We value: Our readers.
Our independence. Our region.
The power of real journalism.
We're reader supported.
Get our newsletter free.
Help pay for our reporting.
Mediacheck

How Terrified of Terrorists?

World opinion on expecting, and preventing, attacks.

By Angus Reid 25 Apr 2006 | TheTyee.ca

image atom

[Editor's note: This is the latest in a Tyee series sharing with you the global scan of Angus Reid Consultants, the Vancouver-based leaders in public opinion analysis. TrendWatch columns offer quick, concise context for developing stories in BC and beyond.]

The tussle between Canadian and U.S. officials over how much identification to require at our shared border raises the broader question of how much faith people have in governments' ability to prevent terror attacks. And how much people are willing to change their lives to accommodate security measures. Some views at home and abroad.

HOW LIKELY AN ATTACK?

In Canada last year, 38 percent of Canadians thought an attack inside the country was more likely due to the fact that Canada has troops in Afghanistan. For more, click here.

In the United States, two-thirds of Americans expect a new terrorist attack before the end of this year. Also, the satisfaction with the way the Bush administration has acted in preventing an attack has dropped from 62 percent in September 2004, to 52 percent this year. For more, click here.

In Russia, after years of fighting Chechen rebels, and several deadly incidents, 44 percent of Russians expect a terrorist attack in their area. A controversial regulation that allows the military to shoot down hijacked passenger planes is supported by just 26 percent. For more, click here.

In Spain, two years after the Madrid bombings blamed on an Islamic group, more than half of all Spaniards believe a similar attack could take place again. The government is currently in the early stages of negotiations with the armed group Basque Motherland and Liberty (ETA), which has killed more than 840 people since 1959, in its fight for an independent Basque country. For more, click here.

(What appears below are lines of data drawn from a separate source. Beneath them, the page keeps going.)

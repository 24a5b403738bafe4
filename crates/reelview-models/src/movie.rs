use serde::{Deserialize, Serialize};

/// A catalog entry as returned by the popular/trending/search listings.
#[derive(Debug, Clone, Serialize, Deserialize, PartialEq)]
#[serde(rename_all = "camelCase")]
pub struct MovieSummary {
    pub id: u32,
    pub title: String,
    pub overview: String,
    pub poster: String,
    pub backdrop: String,
    pub release_date: Option<String>,
    /// Catalog community score (0-10 scale), distinct from review stars.
    pub rating: f64,
    pub vote_count: u32,
}

/// Full catalog entry from the details endpoint.
#[derive(Debug, Clone, Serialize, Deserialize, PartialEq)]
#[serde(rename_all = "camelCase")]
pub struct MovieDetails {
    pub id: u32,
    pub title: String,
    pub overview: String,
    pub poster: String,
    pub backdrop: String,
    pub release_date: Option<String>,
    pub rating: f64,
    pub vote_count: u32,
    pub runtime: Option<u32>,
    pub genres: Vec<String>,
    pub tagline: Option<String>,
}

/// One page of catalog results with the provider's paging counters
/// passed through untouched.
#[derive(Debug, Clone, Serialize, Deserialize, PartialEq)]
#[serde(rename_all = "camelCase")]
pub struct MoviePage {
    pub movies: Vec<MovieSummary>,
    pub current_page: u32,
    pub total_pages: u32,
    pub total_results: u32,
}

impl MoviePage {
    pub fn empty() -> Self {
        Self {
            movies: Vec::new(),
            current_page: 1,
            total_pages: 0,
            total_results: 0,
        }
    }
}

/// A trailer/clip attached to a catalog entry.
#[derive(Debug, Clone, Serialize, Deserialize, PartialEq)]
#[serde(rename_all = "camelCase")]
pub struct MovieVideo {
    pub key: String,
    pub name: String,
    pub site: String,
    pub video_type: String,
}

#[derive(Debug, Clone, Copy, PartialEq, Eq)]
pub enum TrendingWindow {
    Day,
    Week,
}

impl TrendingWindow {
    pub fn as_str(&self) -> &'static str {
        match self {
            TrendingWindow::Day => "day",
            TrendingWindow::Week => "week",
        }
    }
}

In Italy, which backed the military operations in both Iraq and Afghanistan, a poll taken last July after the London subway bombing showed four out of five residents had worries about terrorism. For more, click here.

In France, where President Jacques Chirac enjoyed a surge in popularity after refusing to support the coalition effort, the terrorist threat was deemed high by 55 percent of respondents. For more, click here.

In The Netherlands, which has had its share of controversies over the integration of foreign-born citizens and the assassination of filmmaker Theo Van Gogh, 51 percent expected an act of terrorism. For more click here.

In Austria, terrorism barely registered on the radar screen. Only 18 percent of Austrians were worried about an attack. For more click here.

HOW TO DEAL WITH AN ATTACK?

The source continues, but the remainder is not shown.